WHAT YOU ARE ASKED TO DO: Output the number of lines in the entries below with the string "XmlPart" in them, and nothing further.

(Dataset entries)
//! The in-memory workbook package
//!
//! A [`Document`] owns every part of an `.xlsx` archive. Workbook, sheets,
//! shared strings and styles are parsed into models; all remaining parts
//! (themes, drawings, charts, pivot caches, custom XML) are carried as raw
//! bytes and written back unchanged.

use std::fs::File;
use std::io::{Cursor, Read, Seek, Write};
use std::path::Path;

use quick_xml::events::{BytesStart, Event};
use sheetlink_core::{CellValue, Range};
use zip::write::SimpleFileOptions;
use zip::CompressionMethod;

use crate::color::ThemePalette;
use crate::error::{XlsxError, XlsxResult};
use crate::package::{
    relative_target, rels_path, resolve_target, ContentTypes, Relationships, CT_SHARED_STRINGS,
    CT_STYLES, CT_TABLE, CT_WORKBOOK, CT_WORKSHEET,
};
use crate::shared_strings::SharedStrings;
use crate::sheet::{TableInfo, Worksheet};
use crate::styles::StyleSheet;
use crate::table::{parse_pivot, parse_table, table_xml, unique_headers, validate_table_name};
use crate::xml::{
    attr, attr_u32, escape_xml, for_each_event, local_name, other_attrs, rel_id_attr, write_attrs,
    Child, XmlPart, NS_MAIN, NS_RELATIONSHIPS,
};

/// Longest sheet name accepted by spreadsheet applications
pub const MAX_SHEET_NAME_LEN: usize = 31;

const PRINT_AREA: &str = "_xlnm.Print_Area";

/// Workbook children that must follow `<sheets>`
const AFTER_SHEETS: &[&str] = &[
    "functionGroups",
    "externalReferences",
    "definedNames",
    "calcPr",
    "oleSize",
    "customWorkbookViews",
    "pivotCaches",
    "smartTagPr",
    "smartTagTypes",
    "webPublishing",
    "fileRecoveryPr",
    "webPublishObjects",
    "extLst",
];

/// Workbook children that must follow `<definedNames>`
const AFTER_DEFINED_NAMES: &[&str] = &[
    "calcPr",
    "oleSize",
    "customWorkbookViews",
    "pivotCaches",
    "smartTagPr",
    "smartTagTypes",
    "webPublishing",
    "fileRecoveryPr",
    "webPublishObjects",
    "extLst",
];

/// A workbook-level or sheet-local defined name
#[derive(Debug, Clone, PartialEq, Eq)]
pub struct DefinedName {
    pub name: String,
    /// Index of the owning sheet for sheet-local names
    pub local_sheet: Option<u32>,
    /// Formula text, e.g. `'Data'!$A$1:$E$50`
    pub value: String,
    attrs: Vec<(String, String)>,
}

struct SheetEntry {
    name: String,
    sheet_id: u32,
    state: Option<String>,
    rel_id: String,
}

/// An `.xlsx` package held in memory
#[derive(Debug)]
pub struct Document {
    /// Parts that are not modeled, in archive order
    parts: Vec<(String, Vec<u8>)>,
    content_types: ContentTypes,
    workbook_path: String,
    workbook: XmlPart,
    workbook_rels: Relationships,
    sheets: Vec<Worksheet>,
    defined_names: Vec<DefinedName>,
    shared_strings: SharedStrings,
    styles: StyleSheet,
    theme: ThemePalette,
}

impl Default for Document {
    fn default() -> Self {
        Self::new()
    }
}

RESPONSE: 2